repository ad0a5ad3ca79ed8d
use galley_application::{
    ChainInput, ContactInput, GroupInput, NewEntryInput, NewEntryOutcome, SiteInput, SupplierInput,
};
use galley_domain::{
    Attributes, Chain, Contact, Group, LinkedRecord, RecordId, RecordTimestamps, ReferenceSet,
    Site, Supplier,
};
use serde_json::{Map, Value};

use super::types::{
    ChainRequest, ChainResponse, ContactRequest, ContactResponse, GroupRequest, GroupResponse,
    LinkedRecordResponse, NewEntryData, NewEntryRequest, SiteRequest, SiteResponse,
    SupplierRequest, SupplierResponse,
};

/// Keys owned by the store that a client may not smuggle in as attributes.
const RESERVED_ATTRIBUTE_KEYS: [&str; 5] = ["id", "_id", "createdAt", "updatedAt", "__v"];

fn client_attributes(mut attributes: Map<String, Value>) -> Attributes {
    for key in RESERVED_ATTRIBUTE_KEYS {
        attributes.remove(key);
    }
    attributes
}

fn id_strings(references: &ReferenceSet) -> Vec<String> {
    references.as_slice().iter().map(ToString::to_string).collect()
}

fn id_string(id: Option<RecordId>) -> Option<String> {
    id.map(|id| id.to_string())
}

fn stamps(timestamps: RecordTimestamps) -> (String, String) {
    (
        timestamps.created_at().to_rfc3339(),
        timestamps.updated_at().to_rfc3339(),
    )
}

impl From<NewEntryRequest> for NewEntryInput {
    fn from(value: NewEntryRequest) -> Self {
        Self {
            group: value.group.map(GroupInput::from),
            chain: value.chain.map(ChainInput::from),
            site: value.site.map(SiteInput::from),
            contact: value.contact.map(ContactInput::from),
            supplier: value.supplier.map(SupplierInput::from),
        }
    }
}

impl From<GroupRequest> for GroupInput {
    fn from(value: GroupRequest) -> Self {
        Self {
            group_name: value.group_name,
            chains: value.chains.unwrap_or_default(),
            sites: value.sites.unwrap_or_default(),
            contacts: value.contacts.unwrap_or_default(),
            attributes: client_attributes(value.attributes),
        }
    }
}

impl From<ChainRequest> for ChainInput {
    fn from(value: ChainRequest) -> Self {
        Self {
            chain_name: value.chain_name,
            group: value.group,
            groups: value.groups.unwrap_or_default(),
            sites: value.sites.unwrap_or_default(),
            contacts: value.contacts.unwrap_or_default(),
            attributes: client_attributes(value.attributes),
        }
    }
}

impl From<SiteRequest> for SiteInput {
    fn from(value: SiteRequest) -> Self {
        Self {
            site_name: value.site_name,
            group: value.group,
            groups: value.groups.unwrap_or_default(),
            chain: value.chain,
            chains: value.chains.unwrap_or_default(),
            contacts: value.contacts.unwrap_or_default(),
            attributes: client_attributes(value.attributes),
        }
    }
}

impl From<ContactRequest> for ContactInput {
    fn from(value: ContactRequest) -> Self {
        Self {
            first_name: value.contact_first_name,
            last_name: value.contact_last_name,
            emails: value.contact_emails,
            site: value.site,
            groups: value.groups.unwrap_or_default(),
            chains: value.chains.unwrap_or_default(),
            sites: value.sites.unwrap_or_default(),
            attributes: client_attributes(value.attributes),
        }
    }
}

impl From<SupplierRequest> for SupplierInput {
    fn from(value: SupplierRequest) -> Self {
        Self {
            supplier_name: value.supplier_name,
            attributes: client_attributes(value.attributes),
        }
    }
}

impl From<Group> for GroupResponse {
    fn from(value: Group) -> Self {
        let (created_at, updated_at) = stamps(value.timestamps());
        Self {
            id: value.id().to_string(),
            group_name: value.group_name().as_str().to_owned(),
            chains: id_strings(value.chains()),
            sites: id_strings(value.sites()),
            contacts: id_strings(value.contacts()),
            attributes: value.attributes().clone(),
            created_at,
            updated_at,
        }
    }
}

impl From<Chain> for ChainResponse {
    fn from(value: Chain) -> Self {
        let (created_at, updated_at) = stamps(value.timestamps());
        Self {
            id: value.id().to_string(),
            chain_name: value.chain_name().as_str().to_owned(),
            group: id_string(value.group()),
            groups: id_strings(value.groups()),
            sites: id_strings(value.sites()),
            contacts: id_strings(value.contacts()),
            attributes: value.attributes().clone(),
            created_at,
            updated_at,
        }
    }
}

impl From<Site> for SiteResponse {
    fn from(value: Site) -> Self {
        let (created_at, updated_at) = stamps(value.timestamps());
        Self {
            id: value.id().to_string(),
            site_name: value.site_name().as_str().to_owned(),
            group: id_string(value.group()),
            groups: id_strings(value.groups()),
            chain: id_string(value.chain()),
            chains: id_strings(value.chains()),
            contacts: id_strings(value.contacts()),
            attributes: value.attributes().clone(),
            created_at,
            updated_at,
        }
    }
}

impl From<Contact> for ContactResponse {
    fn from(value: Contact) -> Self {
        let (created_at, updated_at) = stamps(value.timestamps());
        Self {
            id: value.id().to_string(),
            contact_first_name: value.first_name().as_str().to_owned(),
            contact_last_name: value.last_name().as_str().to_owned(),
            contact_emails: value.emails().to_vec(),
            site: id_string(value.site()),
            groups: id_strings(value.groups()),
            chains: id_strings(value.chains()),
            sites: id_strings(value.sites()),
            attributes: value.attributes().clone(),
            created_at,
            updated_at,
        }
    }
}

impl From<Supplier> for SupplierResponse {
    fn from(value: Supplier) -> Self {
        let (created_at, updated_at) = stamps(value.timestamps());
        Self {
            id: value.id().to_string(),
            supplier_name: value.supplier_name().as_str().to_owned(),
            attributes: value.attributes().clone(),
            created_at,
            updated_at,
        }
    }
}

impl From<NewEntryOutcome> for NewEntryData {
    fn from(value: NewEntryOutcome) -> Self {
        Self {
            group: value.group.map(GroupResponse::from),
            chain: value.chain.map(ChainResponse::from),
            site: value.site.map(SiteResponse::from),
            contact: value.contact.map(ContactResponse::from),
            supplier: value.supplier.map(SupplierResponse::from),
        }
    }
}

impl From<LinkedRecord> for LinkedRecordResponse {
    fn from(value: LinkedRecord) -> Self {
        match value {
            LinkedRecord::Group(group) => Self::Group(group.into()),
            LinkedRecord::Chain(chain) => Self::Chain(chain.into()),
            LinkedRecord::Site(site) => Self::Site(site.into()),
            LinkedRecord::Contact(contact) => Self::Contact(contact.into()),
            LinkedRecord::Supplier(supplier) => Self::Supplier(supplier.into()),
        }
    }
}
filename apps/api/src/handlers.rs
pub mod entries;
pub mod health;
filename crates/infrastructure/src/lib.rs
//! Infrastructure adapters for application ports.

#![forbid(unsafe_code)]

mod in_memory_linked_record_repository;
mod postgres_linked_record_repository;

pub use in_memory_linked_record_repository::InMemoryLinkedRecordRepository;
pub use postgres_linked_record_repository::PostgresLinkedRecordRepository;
--
**THE PROBLEM:** Return the whole listing, keeping every word as it is.

**TASK RESULT:**
repository ad0a5ad3ca79ed8d
use galley_application::{
    ChainInput, ContactInput, GroupInput, NewEntryInput, NewEntryOutcome, SiteInput, SupplierInput,
};
use galley_domain::{
    Attributes, Chain, Contact, Group, LinkedRecord, RecordId, RecordTimestamps, ReferenceSet,
    Site, Supplier,
};
use serde_json::{Map, Value};

use super::types::{
    ChainRequest, ChainResponse, ContactRequest, ContactResponse, GroupRequest, GroupResponse,
    LinkedRecordResponse, NewEntryData, NewEntryRequest, SiteRequest, SiteResponse,
    SupplierRequest, SupplierResponse,
};

/// Keys owned by the store that a client may not smuggle in as attributes.
const RESERVED_ATTRIBUTE_KEYS: [&str; 5] = ["id", "_id", "createdAt", "updatedAt", "__v"];

fn client_attributes(mut attributes: Map<String, Value>) -> Attributes {
    for key in RESERVED_ATTRIBUTE_KEYS {
        attributes.remove(key);
    }
    attributes
}

fn id_strings(references: &ReferenceSet) -> Vec<String> {
    references.as_slice().iter().map(ToString::to_string).collect()
}

fn id_string(id: Option<RecordId>) -> Option<String> {
    id.map(|id| id.to_string())
}

fn stamps(timestamps: RecordTimestamps) -> (String, String) {
    (
        timestamps.created_at().to_rfc3339(),
        timestamps.updated_at().to_rfc3339(),
    )
}

impl From<NewEntryRequest> for NewEntryInput {
    fn from(value: NewEntryRequest) -> Self {
        Self {
            group: value.group.map(GroupInput::from),
            chain: value.chain.map(ChainInput::from),
            site: value.site.map(SiteInput::from),
            contact: value.contact.map(ContactInput::from),
            supplier: value.supplier.map(SupplierInput::from),
        }
    }
}

impl From<GroupRequest> for GroupInput {
    fn from(value: GroupRequest) -> Self {
        Self {
            group_name: value.group_name,
            chains: value.chains.unwrap_or_default(),
            sites: value.sites.unwrap_or_default(),
            contacts: value.contacts.unwrap_or_default(),
            attributes: client_attributes(value.attributes),
        }
    }
}

impl From<ChainRequest> for ChainInput {
    fn from(value: ChainRequest) -> Self {
        Self {
            chain_name: value.chain_name,
            group: value.group,
            groups: value.groups.unwrap_or_default(),
            sites: value.sites.unwrap_or_default(),
            contacts: value.contacts.unwrap_or_default(),
            attributes: client_attributes(value.attributes),
        }
    }
}

impl From<SiteRequest> for SiteInput {
    fn from(value: SiteRequest) -> Self {
        Self {
            site_name: value.site_name,
            group: value.group,
            groups: value.groups.unwrap_or_default(),
            chain: value.chain,
            chains: value.chains.unwrap_or_default(),
            contacts: value.contacts.unwrap_or_default(),
            attributes: client_attributes(value.attributes),
        }
    }
}

impl From<ContactRequest> for ContactInput {
    fn from(value: ContactRequest) -> Self {
        Self {
            first_name: value.contact_first_name,
            last_name: value.contact_last_name,
            emails: value.contact_emails,
            site: value.site,
            groups: value.groups.unwrap_or_default(),
            chains: value.chains.unwrap_or_default(),
            sites: value.sites.unwrap_or_default(),
            attributes: client_attributes(value.attributes),
        }
    }
}

impl From<SupplierRequest> for SupplierInput {
    fn from(value: SupplierRequest) -> Self {
        Self {
            supplier_name: value.supplier_name,
            attributes: client_attributes(value.attributes),
        }
    }
}

impl From<Group> for GroupResponse {
    fn from(value: Group) -> Self {
        let (created_at, updated_at) = stamps(value.timestamps());
        Self {
            id: value.id().to_string(),
            group_name: value.group_name().as_str().to_owned(),
            chains: id_strings(value.chains()),
            sites: id_strings(value.sites()),
            contacts: id_strings(value.contacts()),
            attributes: value.attributes().clone(),
            created_at,
            updated_at,
        }
    }
}

impl From<Chain> for ChainResponse {
    fn from(value: Chain) -> Self {
        let (created_at, updated_at) = stamps(value.timestamps());
        Self {
            id: value.id().to_string(),
            chain_name: value.chain_name().as_str().to_owned(),
            group: id_string(value.group()),
            groups: id_strings(value.groups()),
            sites: id_strings(value.sites()),
            contacts: id_strings(value.contacts()),
            attributes: value.attributes().clone(),
            created_at,
            updated_at,
        }
    }
}

impl From<Site> for SiteResponse {
    fn from(value: Site) -> Self {
        let (created_at, updated_at) = stamps(value.timestamps());
        Self {
            id: value.id().to_string(),
            site_name: value.site_name().as_str().to_owned(),
            group: id_string(value.group()),
            groups: id_strings(value.groups()),
            chain: id_string(value.chain()),
            chains: id_strings(value.chains()),
            contacts: id_strings(value.contacts()),
            attributes: value.attributes().clone(),
            created_at,
            updated_at,
        }
    }
}

impl From<Contact> for ContactResponse {
    fn from(value: Contact) -> Self {
        let (created_at, updated_at) = stamps(value.timestamps());
        Self {
            id: value.id().to_string(),
            contact_first_name: value.first_name().as_str().to_owned(),
            contact_last_name: value.last_name().as_str().to_owned(),
            contact_emails: value.emails().to_vec(),
            site: id_string(value.site()),
            groups: id_strings(value.groups()),
            chains: id_strings(value.chains()),
            sites: id_strings(value.sites()),
            attributes: value.attributes().clone(),
            created_at,
            updated_at,
        }
    }
}

impl From<Supplier> for SupplierResponse {
    fn from(value: Supplier) -> Self {
        let (created_at, updated_at) = stamps(value.timestamps());
        Self {
            id: value.id().to_string(),
            supplier_name: value.supplier_name().as_str().to_owned(),
            attributes: value.attributes().clone(),
            created_at,
            updated_at,
        }
    }
}

impl From<NewEntryOutcome> for NewEntryData {
    fn from(value: NewEntryOutcome) -> Self {
        Self {
            group: value.group.map(GroupResponse::from),
            chain: value.chain.map(ChainResponse::from),
            site: value.site.map(SiteResponse::from),
            contact: value.contact.map(ContactResponse::from),
            supplier: value.supplier.map(SupplierResponse::from),
        }
    }
}

impl From<LinkedRecord> for LinkedRecordResponse {
    fn from(value: LinkedRecord) -> Self {
        match value {
            LinkedRecord::Group(group) => Self::Group(group.into()),
            LinkedRecord::Chain(chain) => Self::Chain(chain.into()),
            LinkedRecord::Site(site) => Self::Site(site.into()),
            LinkedRecord::Contact(contact) => Self::Contact(contact.into()),
            LinkedRecord::Supplier(supplier) => Self::Supplier(supplier.into()),
        }
    }
}
filename apps/api/src/handlers.rs
pub mod entries;
pub mod health;
filename crates/infrastructure/src/lib.rs
//! Infrastructure adapters for application ports.

#![forbid(unsafe_code)]

mod in_memory_linked_record_repository;
mod postgres_linked_record_repository;

pub use in_memory_linked_record_repository::InMemoryLinkedRecordRepository;
pub use postgres_linked_record_repository::PostgresLinkedRecordRepository;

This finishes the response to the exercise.